Bologna's Best Street Foods and Where to Eat Them
Let's say it loud and clear: Bologna is not a city of street food. We prefer to eat slowly and with our legs under the table.
But how great would it be to walk around the 2 towers with a cone of fried custard in your hands?
Check out this list of the most popular street foods of Bologna and where to eat them well made.
Gelato
If I say Bologna you may immediately think about mortadella, tortellini, or lasagne.
But some of you, especially if you've already joined our Bologna food tour, will go straight to gelato.
Gelato is the perfect street food: cup or cone, summer or winter, nothing can beat it.
And I can share with you a list of the best gelato places in Bologna to spend a month around the porticoes.
So get your scoop and mouth ready.
It's time to salivate.
Where to eat it
It's hard mentioning just one place so I'd go with the last born. Sablé is a tiny lab with a daily selection of flavors that always look for something different.
An example?
Moss or spruce resin. Yes, you read well. Open your mind and mouth and enjoy it all!
Sablé
Via dei Mille, 3a, 40121 Bologna BO
instagram.com
Ciccioli
Repeat after me: not all that is fat is bad.
In the case of ciccioli (pronounced: tchee-tchee-all-ee), pork fat is nothing else than delicious.
What are ciccioli made of?
It’s better not to investigate further.
Something like dried pressed and spiced lard. All you need to know is that they’re not properly vegetarian, and the chances of getting addicted to them are very high.
Where to eat it
You can find ciccioli in every salumeria, in the shape of a brown cake.

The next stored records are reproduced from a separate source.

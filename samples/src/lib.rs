pub mod tsp;
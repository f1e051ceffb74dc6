mod genetic_modifier;

pub use genetic_modifier::GeneticModifier;

use serde::Deserialize;
use strum::{Display, EnumString};
use validator::Validate;

use crate::{error::EvolutionResult, Chromosome};

pub const DEFAULT_MUTATION_RATE: f32 = 0.07;
pub const DEFAULT_CROSSOVER_RATE: f32 = 0.02;
pub const DEFAULT_CROSSOVER_POINTS: usize = 2;

/// In-place chromosome perturbation.
///
/// Both operations mutate their arguments directly; callers supply
/// independent clones when the originals must survive.
pub trait Modifier<G> {
    /// Perturbs genes in place, one rate draw per gene index.
    fn mutate(&mut self, chromosome: &mut Chromosome<G>) -> EvolutionResult<()>;

    /// Exchanges gene segments between two equal-length chromosomes.
    fn crossover(
        &mut self,
        first: &mut Chromosome<G>,
        second: &mut Chromosome<G>,
    ) -> EvolutionResult<()>;
}

/// Caller-supplied per-gene mutation callback.
pub type MutationFn<G> = Box<dyn FnMut(&mut Chromosome<G>, usize)>;

/// Behavior applied to a gene whose mutation rate draw passes.
pub enum MutationStrategy<G> {
    /// Swap the gene with its right neighbour, wrapping at the end.
    Adjacent,
    /// Swap the gene with one at a freshly drawn random index.
    Random,
    /// Delegate to a caller-supplied callback.
    Custom(MutationFn<G>),
}

impl<G> Default for MutationStrategy<G> {
    fn default() -> Self {
        MutationStrategy::Adjacent
    }
}

/// Mutation strategy choice for configuration surfaces; the
/// callback-backed variant can only be built in code.
#[derive(Copy, Clone, Debug, PartialEq, Eq, Deserialize, Display, EnumString)]
#[serde(rename_all = "snake_case")]
#[strum(serialize_all = "snake_case")]
pub enum MutationKind {
    Adjacent,
    Random,
}

impl<G> From<MutationKind> for MutationStrategy<G> {
    fn from(kind: MutationKind) -> Self {
        match kind {
            MutationKind::Adjacent => MutationStrategy::Adjacent,
            MutationKind::Random => MutationStrategy::Random,
        }
    }
}

#[derive(Debug, Clone, PartialEq, Deserialize, Validate)]
#[serde(default)]
pub struct ModifierConfig {
    /// Chance in [0, 1] for each gene to mutate.
    #[validate(range(min = 0.0, max = 1.0))]
    pub mutation_rate: f32,
    /// Chance in [0, 1] for a parent pair to cross over.
    #[validate(range(min = 0.0, max = 1.0))]
    pub crossover_rate: f32,
    /// Cut points drawn per crossover; zero disables the exchange.
    pub crossover_points: usize,
}

impl Default for ModifierConfig {
    fn default() -> Self {
        ModifierConfig {
            mutation_rate: DEFAULT_MUTATION_RATE,
            crossover_rate: DEFAULT_CROSSOVER_RATE,
            crossover_points: DEFAULT_CROSSOVER_POINTS,
        }
    }
}
mod roulette;
mod tournament;

pub use roulette::RouletteSelector;
pub use tournament::TournamentSelector;

use serde::Deserialize;
use strum::{Display, EnumString};

use crate::{error::EvolutionResult, Chromosome, Population};

/// Picks one chromosome from a population, biased toward fitness.
///
/// `total_fitness` is the fitness sum of `population`, computed once by
/// the caller and reused across draws within a generation; variants
/// that do not need it ignore it.
pub trait Selector<G> {
    fn choose<'a>(
        &mut self,
        population: &'a Population<G>,
        total_fitness: f32,
    ) -> EvolutionResult<&'a Chromosome<G>>;
}

/// Selection strategy choice for configuration surfaces.
#[derive(Copy, Clone, Debug, PartialEq, Eq, Deserialize, Display, EnumString)]
#[serde(rename_all = "snake_case")]
#[strum(serialize_all = "snake_case")]
pub enum SelectionType {
    Roulette,
    Tournament,
}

Stay in line at Simoni and take it away in a yellow paper cone.
Simoni
Via Pescherie Vecchie, 3/b, 40124 Bologna
Tel. 051 231843
salumeriasimoni.it
Piadina
It looks like a taco and tastes like a pita but with a special twist.
Do I have to tell what it is due to?
To the pork fat inside the dough, clearly. But sometimes it can be olive oil or even milk.
Piadina is an easy-made bread born on the beaches of Romagna.
It's the bread of generations of bay watches, the perfect snack to eat at 4 am after a night of dance at Riviera, or just a delicious way to have a fast lunch.
Fill piadina with Parma ham, rucola and scquacquerone cheese.
But if you'd like to try something extreme go with sausage, grilled pepperoni, and onion. It’s THE pre-football match meal.
Where to eat it
Piadina shops are easy to find, but only some of them are remarkable.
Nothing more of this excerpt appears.